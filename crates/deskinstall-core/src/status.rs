use std::cmp::Ordering;
use std::path::PathBuf;

use crate::{compare_versions, InstallAction};

#[derive(Debug, Clone, PartialEq, Eq)]
pub struct InstallationStatus {
    pub installed: bool,
    pub update_available: bool,
    pub repair_available: bool,
    pub installed_version: String,
    pub available_version: String,
    pub install_path: PathBuf,
    pub recommended_action: InstallAction,
}

impl InstallationStatus {
    /// Derives the recommended action from what was persisted and what is on disk.
    ///
    /// An empty `installed_version` means nothing was installed. A recorded
    /// installation whose directory has vanished is always a repair; the version
    /// comparison only runs when the directory still exists.
    pub fn evaluate(
        installed_version: &str,
        available_version: &str,
        install_path: PathBuf,
        install_path_exists: bool,
    ) -> Self {
        let mut status = Self {
            installed: false,
            update_available: false,
            repair_available: false,
            installed_version: installed_version.to_string(),
            available_version: available_version.to_string(),
            install_path,
            recommended_action: InstallAction::FreshInstall,
        };

        if installed_version.is_empty() {
            return status;
        }

        status.installed = true;
        status.repair_available = true;
        if !install_path_exists {
            status.recommended_action = InstallAction::RepairExisting;
            return status;
        }

        status.update_available =
            compare_versions(installed_version, available_version) == Ordering::Less;
        status.recommended_action = if status.update_available {
            InstallAction::UpdateExisting
        } else {
            InstallAction::RepairExisting
        };
        status
    }
}

#[derive(Debug, Clone, PartialEq, Eq)]
pub struct InstallResult {
    pub success: bool,
    pub message: String,
}

impl InstallResult {
    pub fn succeeded(message: impl Into<String>) -> Self {
        Self {
            success: true,
            message: message.into(),
        }
    }

    pub fn failed(message: impl Into<String>) -> Self {
        Self {
            success: false,
            message: message.into(),
        }
    }
}
use std::io::{self, BufRead, Write};
use std::path::PathBuf;
use std::sync::{mpsc, Arc};

use anyhow::{anyhow, Context, Result};
use deskinstall_core::{
    InstallAction, InstallResult, InstallationStatus, PRODUCT_DISPLAY_NAME,
};
use deskinstall_installer::{
    platform_shortcut_installer, spawn_detection, spawn_installation, InstallRequest,
    InstallWorkflow, InstallerEvent, SetupLayout,
};
use tracing::debug;

use crate::render::{action_label, format_layout_lines, format_status_lines, TerminalRenderer};
use crate::{Cli, Commands};

pub(crate) fn run_cli(cli: Cli) -> Result<()> {
    let renderer = TerminalRenderer::current();
    let layout = resolve_layout(cli.payload_dir, cli.state_file)?;
    let workflow = Arc::new(InstallWorkflow::new(layout, platform_shortcut_installer()));

    match cli.command {
        Commands::Detect => {
            let status = run_detection(&workflow)?;
            renderer.print_section("Installation status");
            renderer.print_lines(&format_status_lines(&status));
        }
        Commands::Doctor => {
            renderer.print_section("Installer layout");
            renderer.print_lines(&format_layout_lines(
                workflow.layout(),
                workflow.available_version(),
            ));
        }
        Commands::Install {
            path,
            action,
            no_desktop_shortcut,
            no_menu_shortcut,
            yes,
        } => {
            let status = run_detection(&workflow)?;
            renderer.print_section("Installation status");
            renderer.print_lines(&format_status_lines(&status));

            let request = build_install_request(
                &status,
                path,
                action,
                !no_desktop_shortcut,
                !no_menu_shortcut,
            );
            let prompt = format!(
                "{} {PRODUCT_DISPLAY_NAME} {} at {}?",
                capitalized_action(request.action),
                workflow.available_version(),
                request.target.display()
            );
            if !yes && !confirm(&prompt)? {
                renderer.print_status("warn", "installation cancelled");
                return Ok(());
            }

            let result = run_installation(&workflow, request, renderer)?;
            if !result.success {
                renderer.print_status("err", "installation failed");
                return Err(anyhow!(result.message));
            }
            let mut lines = result.message.lines();
            if let Some(first) = lines.next() {
                renderer.print_status("ok", first);
            }
            for line in lines {
                renderer.print_status("warn", line);
            }
        }
    }

    Ok(())
}

fn resolve_layout(
    payload_dir: Option<PathBuf>,
    state_file: Option<PathBuf>,
) -> Result<SetupLayout> {
    let mut layout = SetupLayout::discover()?;
    if let Some(payload_dir) = payload_dir {
        layout = layout.with_payload_dir(payload_dir);
    }
    if let Some(state_file) = state_file {
        layout = layout.with_state_file(state_file);
    }
    debug!(?layout, "resolved installer layout");
    Ok(layout)
}

pub(crate) fn build_install_request(
    status: &InstallationStatus,
    path: Option<PathBuf>,
    action: Option<InstallAction>,
    desktop_shortcut: bool,
    menu_shortcut: bool,
) -> InstallRequest {
    InstallRequest {
        target: path.unwrap_or_else(|| status.install_path.clone()),
        action: action.unwrap_or(status.recommended_action),
        desktop_shortcut,
        menu_shortcut,
    }
}

fn run_detection(workflow: &Arc<InstallWorkflow>) -> Result<InstallationStatus> {
    let (sender, receiver) = mpsc::channel();
    let handle = spawn_detection(Arc::clone(workflow), sender);
    let status = receiver.iter().find_map(|event| match event {
        InstallerEvent::DetectionFinished(status) => Some(status),
        _ => None,
    });
    handle
        .join()
        .map_err(|_| anyhow!("detection worker panicked"))?;
    status.context("detection finished without reporting a status")
}

fn run_installation(
    workflow: &Arc<InstallWorkflow>,
    request: InstallRequest,
    renderer: TerminalRenderer,
) -> Result<InstallResult> {
    let label = action_label(request.action);
    let (sender, receiver) = mpsc::channel();
    let handle = spawn_installation(Arc::clone(workflow), request, sender);

    let mut progress = renderer.start_progress(label);
    let mut result = None;
    for event in receiver {
        match event {
            InstallerEvent::Message(message) => progress.message(&message),
            InstallerEvent::Percent(percent) => progress.set_percent(percent),
            InstallerEvent::Warning(warning) => progress.warning(&warning),
            InstallerEvent::InstallationFinished(finished) => {
                result = Some(finished);
                break;
            }
            InstallerEvent::DetectionFinished(_) => {}
        }
    }

    handle
        .join()
        .map_err(|_| anyhow!("installation worker panicked"))?;
    let result = result.context("installation finished without reporting a result")?;
    if result.success {
        progress.finish_success();
    } else {
        progress.finish_abandon();
    }
    Ok(result)
}

fn capitalized_action(action: InstallAction) -> &'static str {
    match action {
        InstallAction::FreshInstall => "Install",
        InstallAction::UpdateExisting => "Update",
        InstallAction::RepairExisting => "Repair",
    }
}

fn confirm(prompt: &str) -> Result<bool> {
    print!("{prompt} [Y/n] ");
    io::stdout().flush().context("failed to flush prompt")?;
    let mut answer = String::new();
    io::stdin()
        .lock()
        .read_line(&mut answer)
        .context("failed to read confirmation")?;
    Ok(parse_confirmation(&answer))
}

pub(crate) fn parse_confirmation(answer: &str) -> bool {
    matches!(
        answer.trim().to_ascii_lowercase().as_str(),
        "" | "y" | "yes"
    )
}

▶ _Exercise instructions_
Repeat each entry above, keeping every word exact.

▶ _Response to this task_
filename crates/deskinstall-core/src/status.rs
use std::cmp::Ordering;
use std::path::PathBuf;

use crate::{compare_versions, InstallAction};

#[derive(Debug, Clone, PartialEq, Eq)]
pub struct InstallationStatus {
    pub installed: bool,
    pub update_available: bool,
    pub repair_available: bool,
    pub installed_version: String,
    pub available_version: String,
    pub install_path: PathBuf,
    pub recommended_action: InstallAction,
}

impl InstallationStatus {
    /// Derives the recommended action from what was persisted and what is on disk.
    ///
    /// An empty `installed_version` means nothing was installed. A recorded
    /// installation whose directory has vanished is always a repair; the version
    /// comparison only runs when the directory still exists.
    pub fn evaluate(
        installed_version: &str,
        available_version: &str,
        install_path: PathBuf,
        install_path_exists: bool,
    ) -> Self {
        let mut status = Self {
            installed: false,
            update_available: false,
            repair_available: false,
            installed_version: installed_version.to_string(),
            available_version: available_version.to_string(),
            install_path,
            recommended_action: InstallAction::FreshInstall,
        };

        if installed_version.is_empty() {
            return status;
        }

        status.installed = true;
        status.repair_available = true;
        if !install_path_exists {
            status.recommended_action = InstallAction::RepairExisting;
            return status;
        }

        status.update_available =
            compare_versions(installed_version, available_version) == Ordering::Less;
        status.recommended_action = if status.update_available {
            InstallAction::UpdateExisting
        } else {
            InstallAction::RepairExisting
        };
        status
    }
}

#[derive(Debug, Clone, PartialEq, Eq)]
pub struct InstallResult {
    pub success: bool,
    pub message: String,
}

impl InstallResult {
    pub fn succeeded(message: impl Into<String>) -> Self {
        Self {
            success: true,
            message: message.into(),
        }
    }

    pub fn failed(message: impl Into<String>) -> Self {
        Self {
            success: false,
            message: message.into(),
        }
    }
}
use std::io::{self, BufRead, Write};
use std::path::PathBuf;
use std::sync::{mpsc, Arc};

use anyhow::{anyhow, Context, Result};
use deskinstall_core::{
    InstallAction, InstallResult, InstallationStatus, PRODUCT_DISPLAY_NAME,
};
use deskinstall_installer::{
    platform_shortcut_installer, spawn_detection, spawn_installation, InstallRequest,
    InstallWorkflow, InstallerEvent, SetupLayout,
};
use tracing::debug;

use crate::render::{action_label, format_layout_lines, format_status_lines, TerminalRenderer};
use crate::{Cli, Commands};

pub(crate) fn run_cli(cli: Cli) -> Result<()> {
    let renderer = TerminalRenderer::current();
    let layout = resolve_layout(cli.payload_dir, cli.state_file)?;
    let workflow = Arc::new(InstallWorkflow::new(layout, platform_shortcut_installer()));

    match cli.command {
        Commands::Detect => {
            let status = run_detection(&workflow)?;
            renderer.print_section("Installation status");
            renderer.print_lines(&format_status_lines(&status));
        }
        Commands::Doctor => {
            renderer.print_section("Installer layout");
            renderer.print_lines(&format_layout_lines(
                workflow.layout(),
                workflow.available_version(),
            ));
        }
        Commands::Install {
            path,
            action,
            no_desktop_shortcut,
            no_menu_shortcut,
            yes,
        } => {
            let status = run_detection(&workflow)?;
            renderer.print_section("Installation status");
            renderer.print_lines(&format_status_lines(&status));

            let request = build_install_request(
                &status,
                path,
                action,
                !no_desktop_shortcut,
                !no_menu_shortcut,
            );
            let prompt = format!(
                "{} {PRODUCT_DISPLAY_NAME} {} at {}?",
                capitalized_action(request.action),
                workflow.available_version(),
                request.target.display()
            );
            if !yes && !confirm(&prompt)? {
                renderer.print_status("warn", "installation cancelled");
                return Ok(());
            }

            let result = run_installation(&workflow, request, renderer)?;
            if !result.success {
                renderer.print_status("err", "installation failed");
                return Err(anyhow!(result.message));
            }
            let mut lines = result.message.lines();
            if let Some(first) = lines.next() {
                renderer.print_status("ok", first);
            }
            for line in lines {
                renderer.print_status("warn", line);
            }
        }
    }

    Ok(())
}

fn resolve_layout(
    payload_dir: Option<PathBuf>,
    state_file: Option<PathBuf>,
) -> Result<SetupLayout> {
    let mut layout = SetupLayout::discover()?;
    if let Some(payload_dir) = payload_dir {
        layout = layout.with_payload_dir(payload_dir);
    }
    if let Some(state_file) = state_file {
        layout = layout.with_state_file(state_file);
    }
    debug!(?layout, "resolved installer layout");
    Ok(layout)
}

pub(crate) fn build_install_request(
    status: &InstallationStatus,
    path: Option<PathBuf>,
    action: Option<InstallAction>,
    desktop_shortcut: bool,
    menu_shortcut: bool,
) -> InstallRequest {
    InstallRequest {
        target: path.unwrap_or_else(|| status.install_path.clone()),
        action: action.unwrap_or(status.recommended_action),
        desktop_shortcut,
        menu_shortcut,
    }
}

fn run_detection(workflow: &Arc<InstallWorkflow>) -> Result<InstallationStatus> {
    let (sender, receiver) = mpsc::channel();
    let handle = spawn_detection(Arc::clone(workflow), sender);
    let status = receiver.iter().find_map(|event| match event {
        InstallerEvent::DetectionFinished(status) => Some(status),
        _ => None,
    });
    handle
        .join()
        .map_err(|_| anyhow!("detection worker panicked"))?;
    status.context("detection finished without reporting a status")
}

fn run_installation(
    workflow: &Arc<InstallWorkflow>,
    request: InstallRequest,
    renderer: TerminalRenderer,
) -> Result<InstallResult> {
    let label = action_label(request.action);
    let (sender, receiver) = mpsc::channel();
    let handle = spawn_installation(Arc::clone(workflow), request, sender);

    let mut progress = renderer.start_progress(label);
    let mut result = None;
    for event in receiver {
        match event {
            InstallerEvent::Message(message) => progress.message(&message),
            InstallerEvent::Percent(percent) => progress.set_percent(percent),
            InstallerEvent::Warning(warning) => progress.warning(&warning),
            InstallerEvent::InstallationFinished(finished) => {
                result = Some(finished);
                break;
            }
            InstallerEvent::DetectionFinished(_) => {}
        }
    }

    handle
        .join()
        .map_err(|_| anyhow!("installation worker panicked"))?;
    let result = result.context("installation finished without reporting a result")?;
    if result.success {
        progress.finish_success();
    } else {
        progress.finish_abandon();
    }
    Ok(result)
}

fn capitalized_action(action: InstallAction) -> &'static str {
    match action {
        InstallAction::FreshInstall => "Install",
        InstallAction::UpdateExisting => "Update",
        InstallAction::RepairExisting => "Repair",
    }
}

fn confirm(prompt: &str) -> Result<bool> {
    print!("{prompt} [Y/n] ");
    io::stdout().flush().context("failed to flush prompt")?;
    let mut answer = String::new();
    io::stdin()
        .lock()
        .read_line(&mut answer)
        .context("failed to read confirmation")?;
    Ok(parse_confirmation(&answer))
}

pub(crate) fn parse_confirmation(answer: &str) -> bool {
    matches!(
        answer.trim().to_ascii_lowercase().as_str(),
        "" | "y" | "yes"
    )
}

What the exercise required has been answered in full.